┌─ Listed records

use std::io::{self, BufWriter};
use std::path::PathBuf;
use std::sync::Arc;
use std::time::Duration;

use clap::Parser;
use meteor::corpus::TripleReader;
use meteor::driver::{evaluate_corpus, DEFAULT_BATCH_SIZE};
use meteor::{LexicalResources, Meteor, MeteorConfig, MeteorError, SearchBudget, SynonymTable};

#[derive(Debug, Parser)]
#[command(name = "evaluate")]
#[command(about = "Evaluate translation hypotheses")]
struct Args {
    /// Input file, one `hyp1 ||| hyp2 ||| ref` triple per line
    #[arg(short, long, default_value = "data/hyp1-hyp2-ref")]
    input: PathBuf,
    /// Number of hypothesis pairs to evaluate
    #[arg(short, long)]
    num_sentences: Option<usize>,
    #[arg(short, long, default_value_t = MeteorConfig::DEFAULT_ALPHA)]
    alpha: f64,
    #[arg(short, long, default_value_t = MeteorConfig::DEFAULT_BETA)]
    beta: f64,
    #[arg(short, long, default_value_t = MeteorConfig::DEFAULT_GAMMA)]
    gamma: f64,
    /// Synonym groups, one whitespace-separated group per line
    #[arg(long)]
    synonyms: Option<PathBuf>,
    /// Also apply stem and synonym matching to non-ASCII words
    #[arg(long, default_value_t = false)]
    no_ascii_only: bool,
    /// Alignment search nodes allowed per sentence pair (0 = unbounded)
    #[arg(long, default_value_t = MeteorConfig::DEFAULT_MAX_SEARCH_NODES)]
    max_search_nodes: usize,
    /// Wall-clock budget per sentence pair, in milliseconds
    #[arg(long)]
    timeout_ms: Option<u64>,
    #[arg(long, default_value_t = DEFAULT_BATCH_SIZE)]
    batch_size: usize,
}

impl Args {
    fn config(&self) -> MeteorConfig {
        let search_budget = match self.max_search_nodes {
            0 => SearchBudget::unbounded(),
            n => SearchBudget::limited(n),
        };
        MeteorConfig {
            alpha: self.alpha,
            beta: self.beta,
            gamma: self.gamma,
            ascii_only: !self.no_ascii_only,
            search_budget,
            pair_timeout: self.timeout_ms.map(Duration::from_millis),
        }
    }
}

fn main() {
    env_logger::Builder::from_env(env_logger::Env::default().default_filter_or("info")).init();

    if let Err(e) = run() {
        log::error!("{}", e);
        std::process::exit(1);
    }
}

fn run() -> Result<(), MeteorError> {
    let args = Args::parse();

    let synonyms = match &args.synonyms {
        Some(path) => SynonymTable::load(path)?,
        None => SynonymTable::new(),
    };
    let resources = Arc::new(LexicalResources::with_synonyms(synonyms));
    let meteor = Arc::new(Meteor::with_resources(args.config(), resources)?);

    let reader = TripleReader::open(&args.input)?;
    let stdout = io::stdout();
    let mut out = BufWriter::new(stdout.lock());
    let summary = evaluate_corpus(
        meteor,
        reader,
        args.num_sentences,
        args.batch_size,
        &mut out,
    )?;

    if summary.failed > 0 {
        log::warn!(
            "{} hypothesis scores failed and were ranked as 0",
            summary.failed
        );
    }
    Ok(())
}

└─

-- What this task involves --
Recopy the records without any alteration.

-- Response to the task --
use std::io::{self, BufWriter};
use std::path::PathBuf;
use std::sync::Arc;
use std::time::Duration;

use clap::Parser;
use meteor::corpus::TripleReader;
use meteor::driver::{evaluate_corpus, DEFAULT_BATCH_SIZE};
use meteor::{LexicalResources, Meteor, MeteorConfig, MeteorError, SearchBudget, SynonymTable};

#[derive(Debug, Parser)]
#[command(name = "evaluate")]
#[command(about = "Evaluate translation hypotheses")]
struct Args {
    /// Input file, one `hyp1 ||| hyp2 ||| ref` triple per line
    #[arg(short, long, default_value = "data/hyp1-hyp2-ref")]
    input: PathBuf,
    /// Number of hypothesis pairs to evaluate
    #[arg(short, long)]
    num_sentences: Option<usize>,
    #[arg(short, long, default_value_t = MeteorConfig::DEFAULT_ALPHA)]
    alpha: f64,
    #[arg(short, long, default_value_t = MeteorConfig::DEFAULT_BETA)]
    beta: f64,
    #[arg(short, long, default_value_t = MeteorConfig::DEFAULT_GAMMA)]
    gamma: f64,
    /// Synonym groups, one whitespace-separated group per line
    #[arg(long)]
    synonyms: Option<PathBuf>,
    /// Also apply stem and synonym matching to non-ASCII words
    #[arg(long, default_value_t = false)]
    no_ascii_only: bool,
    /// Alignment search nodes allowed per sentence pair (0 = unbounded)
    #[arg(long, default_value_t = MeteorConfig::DEFAULT_MAX_SEARCH_NODES)]
    max_search_nodes: usize,
    /// Wall-clock budget per sentence pair, in milliseconds
    #[arg(long)]
    timeout_ms: Option<u64>,
    #[arg(long, default_value_t = DEFAULT_BATCH_SIZE)]
    batch_size: usize,
}

impl Args {
    fn config(&self) -> MeteorConfig {
        let search_budget = match self.max_search_nodes {
            0 => SearchBudget::unbounded(),
            n => SearchBudget::limited(n),
        };
        MeteorConfig {
            alpha: self.alpha,
            beta: self.beta,
            gamma: self.gamma,
            ascii_only: !self.no_ascii_only,
            search_budget,
            pair_timeout: self.timeout_ms.map(Duration::from_millis),
        }
    }
}

fn main() {
    env_logger::Builder::from_env(env_logger::Env::default().default_filter_or("info")).init();

    if let Err(e) = run() {
        log::error!("{}", e);
        std::process::exit(1);
    }
}

fn run() -> Result<(), MeteorError> {
    let args = Args::parse();

    let synonyms = match &args.synonyms {
        Some(path) => SynonymTable::load(path)?,
        None => SynonymTable::new(),
    };
    let resources = Arc::new(LexicalResources::with_synonyms(synonyms));
    let meteor = Arc::new(Meteor::with_resources(args.config(), resources)?);

    let reader = TripleReader::open(&args.input)?;
    let stdout = io::stdout();
    let mut out = BufWriter::new(stdout.lock());
    let summary = evaluate_corpus(
        meteor,
        reader,
        args.num_sentences,
        args.batch_size,
        &mut out,
    )?;

    if summary.failed > 0 {
        log::warn!(
            "{} hypothesis scores failed and were ranked as 0",
            summary.failed
        );
    }
    Ok(())
}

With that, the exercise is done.